» **Your goal**: Report every line of the records below that includes the string "supported".
---
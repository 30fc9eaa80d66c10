//! Data models for generated identities.

use crate::geo::CountryCode;
use chrono::{DateTime, Utc};
use serde::{Deserialize, Serialize};
use std::fmt;

/// Gender reported by the persona API.
#[derive(Debug, Clone, Copy, PartialEq, Eq, Serialize, Deserialize)]
#[serde(rename_all = "lowercase")]
pub enum Gender {
    Male,
    Female,
    /// Used when the persona API fails or reports something unexpected.
    Unknown,
}

impl Gender {
    /// Maps the lowercase API value onto the enum. Anything unrecognized
    /// becomes `Unknown` rather than failing the whole request.
    pub fn from_api_value(value: &str) -> Self {
        match value.to_ascii_lowercase().as_str() {
            "male" => Gender::Male,
            "female" => Gender::Female,
            _ => Gender::Unknown,
        }
    }
}

impl fmt::Display for Gender {
    fn fmt(&self, f: &mut fmt::Formatter<'_>) -> fmt::Result {
        match self {
            Gender::Male => write!(f, "Male"),
            Gender::Female => write!(f, "Female"),
            Gender::Unknown => write!(f, "Unknown"),
        }
    }
}

/// Name and gender fetched from the persona API.
#[derive(Debug, Clone, PartialEq, Eq)]
pub struct Persona {
    pub name: String,
    pub gender: Gender,
}

impl Persona {
    /// Literal stand-in used whenever the persona API is unavailable.
    pub fn fallback() -> Self {
        Self {
            name: "Alex Smith".to_string(),
            gender: Gender::Unknown,
        }
    }
}

/// A fully assembled identity, built fresh for every request and never
/// stored server-side.
#[derive(Debug, Clone, Serialize, Deserialize)]
pub struct Identity {
    /// Full name, e.g. "Mia Schneider".
    pub name: String,
    /// Gender matching the name.
    pub gender: Gender,
    /// Locally synthesized phone number in the country's format.
    pub phone: String,
    /// Street address from reverse geocoding (or the country fallback).
    pub address: String,
    /// Country the identity belongs to.
    pub country: CountryCode,
    /// When this identity was generated.
    pub generated_at: DateTime<Utc>,
}

impl Identity {
    /// Plain-text rendering for `--oneshot --format text`.
    pub fn to_text(&self) -> String {
        format!(
            "Name:    {}\nGender:  {}\nPhone:   {}\nAddress: {}\nCountry: {}",
            self.name, self.gender, self.phone, self.address, self.country
        )
    }
}

#[cfg(test)]
mod tests {
    use super::*;

    #[test]
    fn test_gender_from_api_value() {
        assert_eq!(Gender::from_api_value("male"), Gender::Male);
        assert_eq!(Gender::from_api_value("Female"), Gender::Female);
        assert_eq!(Gender::from_api_value("other"), Gender::Unknown);
        assert_eq!(Gender::from_api_value(""), Gender::Unknown);
    }

    #[test]
    fn test_gender_display_is_capitalized() {
        assert_eq!(Gender::Male.to_string(), "Male");
        assert_eq!(Gender::Female.to_string(), "Female");
        assert_eq!(Gender::Unknown.to_string(), "Unknown");
    }

    #[test]
    fn test_persona_fallback() {
        let persona = Persona::fallback();
        assert_eq!(persona.name, "Alex Smith");
        assert_eq!(persona.gender, Gender::Unknown);
    }

    #[test]
    fn test_identity_text_rendering() {
        let identity = Identity {
            name: "Alex Smith".to_string(),
            gender: Gender::Unknown,
            phone: "+61 4 1234 5678".to_string(),
            address: "1 Collins Street, Melbourne, 3000, AU".to_string(),
            country: CountryCode::Au,
            generated_at: Utc::now(),
        };

        let text = identity.to_text();
        assert!(text.contains("Alex Smith"));
        assert!(text.contains("+61 4 1234 5678"));
        assert!(text.contains("Country: AU"));
    }
}
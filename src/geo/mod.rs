//! Static country data and coordinate sampling.
//!
//! Each supported country carries a display name, the nationality code
//! understood by randomuser.me, one or more city anchor coordinates, and
//! a fallback street address used when reverse geocoding comes up empty.

use crate::error::UnknownCountry;
use serde::{Deserialize, Serialize};
use std::fmt;
use std::str::FromStr;
use tracing::trace;

/// A supported country.
#[derive(Debug, Clone, Copy, PartialEq, Eq, Hash, Serialize, Deserialize)]
#[serde(try_from = "String", into = "String")]
pub enum CountryCode {
    Au,
    Ch,
}

/// All supported countries, in selector order.
pub const ALL_COUNTRIES: &[CountryCode] = &[CountryCode::Au, CountryCode::Ch];

/// A city used as the center point for coordinate sampling.
#[derive(Debug, Clone, Copy)]
pub struct CityAnchor {
    pub name: &'static str,
    pub lat: f64,
    pub lon: f64,
}

/// A randomly sampled coordinate pair.
#[derive(Debug, Clone, Copy, PartialEq)]
pub struct Coordinates {
    pub lat: f64,
    pub lon: f64,
}

/// Total jitter span applied to each axis around a city anchor, in degrees.
const JITTER_DEGREES: f64 = 0.1;

impl CountryCode {
    /// The ISO 3166-1 alpha-2 code.
    pub fn as_str(&self) -> &'static str {
        match self {
            CountryCode::Au => "AU",
            CountryCode::Ch => "CH",
        }
    }

    /// Human-readable country name for the selector.
    pub fn display_name(&self) -> &'static str {
        match self {
            CountryCode::Au => "Australia",
            CountryCode::Ch => "Switzerland",
        }
    }

    /// Nationality code passed to randomuser.me so names match the country.
    pub fn nationality(&self) -> &'static str {
        match self {
            CountryCode::Au => "au",
            CountryCode::Ch => "ch",
        }
    }

    /// City anchors coordinates are sampled around.
    pub fn city_anchors(&self) -> &'static [CityAnchor] {
        match self {
            CountryCode::Au => &[CityAnchor {
                name: "Melbourne",
                lat: -37.8136,
                lon: 144.9631,
            }],
            CountryCode::Ch => &[CityAnchor {
                name: "Zurich",
                lat: 47.3769,
                lon: 8.5417,
            }],
        }
    }

    /// Literal address used when reverse geocoding exhausts its attempts.
    pub fn fallback_address(&self) -> &'static str {
        match self {
            CountryCode::Au => "1 Collins Street, Melbourne, 3000, AU",
            CountryCode::Ch => "1 Bahnhofstrasse, Z\u{fc}rich, 8001, CH",
        }
    }

    /// Sample a random coordinate near one of this country's city anchors.
    pub fn sample_location(&self) -> Coordinates {
        let anchors = self.city_anchors();
        let anchor = anchors[fastrand::usize(..anchors.len())];

        let coordinates = Coordinates {
            lat: anchor.lat + (fastrand::f64() - 0.5) * JITTER_DEGREES,
            lon: anchor.lon + (fastrand::f64() - 0.5) * JITTER_DEGREES,
        };

        trace!(city = anchor.name, lat = coordinates.lat, lon = coordinates.lon, "Sampled location");

        coordinates
    }
}

impl fmt::Display for CountryCode {
    fn fmt(&self, f: &mut fmt::Formatter<'_>) -> fmt::Result {
        write!(f, "{}", self.as_str())
    }
}

impl FromStr for CountryCode {
    type Err = UnknownCountry;

    fn from_str(s: &str) -> Result<Self, Self::Err> {
        match s.trim().to_ascii_uppercase().as_str() {
            "AU" => Ok(CountryCode::Au),
            "CH" => Ok(CountryCode::Ch),
            _ => Err(UnknownCountry(s.to_string())),
        }
    }
}

impl TryFrom<String> for CountryCode {
    type Error = UnknownCountry;

    fn try_from(s: String) -> Result<Self, Self::Error> {
        s.parse()
    }
}

impl From<CountryCode> for String {
    fn from(code: CountryCode) -> Self {
        code.as_str().to_string()
    }
}

#[cfg(test)]
mod tests {
    use super::*;

    #[test]
    fn test_parse_country_code() {
        assert_eq!("AU".parse::<CountryCode>().unwrap(), CountryCode::Au);
        assert_eq!("ch".parse::<CountryCode>().unwrap(), CountryCode::Ch);
        assert_eq!(" au ".parse::<CountryCode>().unwrap(), CountryCode::Au);
    }

    #[test]
    fn test_parse_unknown_country() {
        let err = "XX".parse::<CountryCode>().unwrap_err();
        assert_eq!(err, UnknownCountry("XX".to_string()));
    }

    #[test]
    fn test_sample_location_stays_near_anchor() {
        for country in ALL_COUNTRIES {
            let anchor = country.city_anchors()[0];
            for _ in 0..50 {
                let coords = country.sample_location();
                assert!((coords.lat - anchor.lat).abs() < JITTER_DEGREES);
                assert!((coords.lon - anchor.lon).abs() < JITTER_DEGREES);
            }
        }
    }

    #[test]
    fn test_fallback_address_carries_country_code() {
        for country in ALL_COUNTRIES {
            assert!(country.fallback_address().ends_with(country.as_str()));
        }
    }

    #[test]
    fn test_serde_round_trip() {
        let json = serde_json::to_string(&CountryCode::Ch).unwrap();
        assert_eq!(json, "\"CH\"");
        let code: CountryCode = serde_json::from_str("\"au\"").unwrap();
        assert_eq!(code, CountryCode::Au);
    }
}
---
» **Your response**:
//! Each supported country carries a display name, the nationality code
/// A supported country.
/// All supported countries, in selector order.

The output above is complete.